[Saved data entries]

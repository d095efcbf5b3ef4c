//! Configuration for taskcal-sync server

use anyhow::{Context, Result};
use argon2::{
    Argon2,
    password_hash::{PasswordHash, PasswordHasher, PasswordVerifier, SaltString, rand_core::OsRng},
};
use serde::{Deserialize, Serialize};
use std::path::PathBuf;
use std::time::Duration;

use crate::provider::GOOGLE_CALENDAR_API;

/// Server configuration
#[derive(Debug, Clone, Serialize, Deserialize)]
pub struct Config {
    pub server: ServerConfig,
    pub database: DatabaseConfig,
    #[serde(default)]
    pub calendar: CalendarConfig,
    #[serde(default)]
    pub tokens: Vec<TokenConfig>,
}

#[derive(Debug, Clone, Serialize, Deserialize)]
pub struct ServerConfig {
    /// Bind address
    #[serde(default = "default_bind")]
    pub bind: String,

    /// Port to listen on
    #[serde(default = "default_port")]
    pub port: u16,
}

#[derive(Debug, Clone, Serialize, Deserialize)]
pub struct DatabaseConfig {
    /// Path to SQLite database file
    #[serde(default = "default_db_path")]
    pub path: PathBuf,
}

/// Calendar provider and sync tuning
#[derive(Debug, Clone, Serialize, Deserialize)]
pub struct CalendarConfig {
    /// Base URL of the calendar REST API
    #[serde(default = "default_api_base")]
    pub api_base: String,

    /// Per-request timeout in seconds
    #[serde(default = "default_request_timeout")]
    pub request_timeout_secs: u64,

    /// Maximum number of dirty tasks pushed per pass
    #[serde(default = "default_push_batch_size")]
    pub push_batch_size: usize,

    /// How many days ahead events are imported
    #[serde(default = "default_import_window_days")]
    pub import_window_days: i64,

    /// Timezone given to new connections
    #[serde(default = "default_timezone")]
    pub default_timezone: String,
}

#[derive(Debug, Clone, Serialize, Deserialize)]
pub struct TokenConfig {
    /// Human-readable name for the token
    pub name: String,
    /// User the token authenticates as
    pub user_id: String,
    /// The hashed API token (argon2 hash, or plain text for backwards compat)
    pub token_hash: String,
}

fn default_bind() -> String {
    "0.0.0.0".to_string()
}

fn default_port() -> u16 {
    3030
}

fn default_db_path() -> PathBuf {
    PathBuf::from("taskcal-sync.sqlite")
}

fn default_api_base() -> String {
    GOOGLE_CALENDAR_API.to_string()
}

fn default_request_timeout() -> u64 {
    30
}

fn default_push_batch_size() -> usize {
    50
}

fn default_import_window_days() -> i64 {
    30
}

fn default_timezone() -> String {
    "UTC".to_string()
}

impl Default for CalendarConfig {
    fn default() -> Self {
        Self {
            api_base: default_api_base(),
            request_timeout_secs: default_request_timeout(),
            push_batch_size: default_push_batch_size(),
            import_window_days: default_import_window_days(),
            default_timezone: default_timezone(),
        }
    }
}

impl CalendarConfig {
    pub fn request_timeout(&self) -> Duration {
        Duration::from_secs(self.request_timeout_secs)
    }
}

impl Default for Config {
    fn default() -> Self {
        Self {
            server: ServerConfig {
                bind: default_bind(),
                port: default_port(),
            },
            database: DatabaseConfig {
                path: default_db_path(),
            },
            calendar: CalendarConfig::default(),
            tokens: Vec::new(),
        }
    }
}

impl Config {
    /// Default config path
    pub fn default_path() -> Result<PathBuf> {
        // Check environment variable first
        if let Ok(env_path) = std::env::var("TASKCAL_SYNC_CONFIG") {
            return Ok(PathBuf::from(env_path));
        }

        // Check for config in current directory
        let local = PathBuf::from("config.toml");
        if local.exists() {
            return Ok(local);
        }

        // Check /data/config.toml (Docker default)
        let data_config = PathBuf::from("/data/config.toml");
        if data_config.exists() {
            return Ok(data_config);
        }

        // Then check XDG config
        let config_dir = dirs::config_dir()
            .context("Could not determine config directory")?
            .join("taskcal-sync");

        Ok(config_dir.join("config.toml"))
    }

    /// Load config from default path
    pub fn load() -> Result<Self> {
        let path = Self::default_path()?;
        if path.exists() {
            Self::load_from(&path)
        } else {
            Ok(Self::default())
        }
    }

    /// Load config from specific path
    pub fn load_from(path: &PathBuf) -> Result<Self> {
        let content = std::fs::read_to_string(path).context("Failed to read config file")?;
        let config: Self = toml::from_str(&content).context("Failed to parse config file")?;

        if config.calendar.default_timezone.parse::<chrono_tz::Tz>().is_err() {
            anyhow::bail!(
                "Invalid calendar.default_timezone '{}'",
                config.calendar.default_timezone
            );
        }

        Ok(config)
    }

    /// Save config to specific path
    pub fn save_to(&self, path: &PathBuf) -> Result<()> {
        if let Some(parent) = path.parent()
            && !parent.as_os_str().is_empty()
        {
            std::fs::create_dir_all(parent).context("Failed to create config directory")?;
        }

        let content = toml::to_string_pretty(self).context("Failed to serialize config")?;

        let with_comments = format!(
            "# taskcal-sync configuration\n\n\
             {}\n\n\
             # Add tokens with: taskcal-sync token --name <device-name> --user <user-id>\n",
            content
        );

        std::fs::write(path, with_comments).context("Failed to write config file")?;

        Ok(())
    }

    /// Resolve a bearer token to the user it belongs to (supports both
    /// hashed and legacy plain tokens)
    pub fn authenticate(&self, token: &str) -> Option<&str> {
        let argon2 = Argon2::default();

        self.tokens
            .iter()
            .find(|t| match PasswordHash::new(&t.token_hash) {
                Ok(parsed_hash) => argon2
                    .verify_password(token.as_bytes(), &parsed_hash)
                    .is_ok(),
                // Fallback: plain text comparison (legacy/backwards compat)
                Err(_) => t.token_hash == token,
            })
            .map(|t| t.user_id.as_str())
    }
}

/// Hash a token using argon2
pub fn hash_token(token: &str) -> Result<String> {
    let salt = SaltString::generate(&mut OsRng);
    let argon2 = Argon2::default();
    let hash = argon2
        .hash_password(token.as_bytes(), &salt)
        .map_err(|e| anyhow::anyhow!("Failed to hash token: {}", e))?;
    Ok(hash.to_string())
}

→ **WORK REQUEST**
The answer must consist solely of the lines from the first line of the data to the line holding "pub struct CalendarConfig", each given again exactly.

→ **EXERCISE OUTPUT**
repository d095efcbf5b3ef4c
//! Configuration for taskcal-sync server

use anyhow::{Context, Result};
use argon2::{
    Argon2,
    password_hash::{PasswordHash, PasswordHasher, PasswordVerifier, SaltString, rand_core::OsRng},
};
use serde::{Deserialize, Serialize};
use std::path::PathBuf;
use std::time::Duration;

use crate::provider::GOOGLE_CALENDAR_API;

/// Server configuration
#[derive(Debug, Clone, Serialize, Deserialize)]
pub struct Config {
    pub server: ServerConfig,
    pub database: DatabaseConfig,
    #[serde(default)]
    pub calendar: CalendarConfig,
    #[serde(default)]
    pub tokens: Vec<TokenConfig>,
}

#[derive(Debug, Clone, Serialize, Deserialize)]
pub struct ServerConfig {
    /// Bind address
    #[serde(default = "default_bind")]
    pub bind: String,

    /// Port to listen on
    #[serde(default = "default_port")]
    pub port: u16,
}

#[derive(Debug, Clone, Serialize, Deserialize)]
pub struct DatabaseConfig {
    /// Path to SQLite database file
    #[serde(default = "default_db_path")]
    pub path: PathBuf,
}

/// Calendar provider and sync tuning
#[derive(Debug, Clone, Serialize, Deserialize)]
pub struct CalendarConfig {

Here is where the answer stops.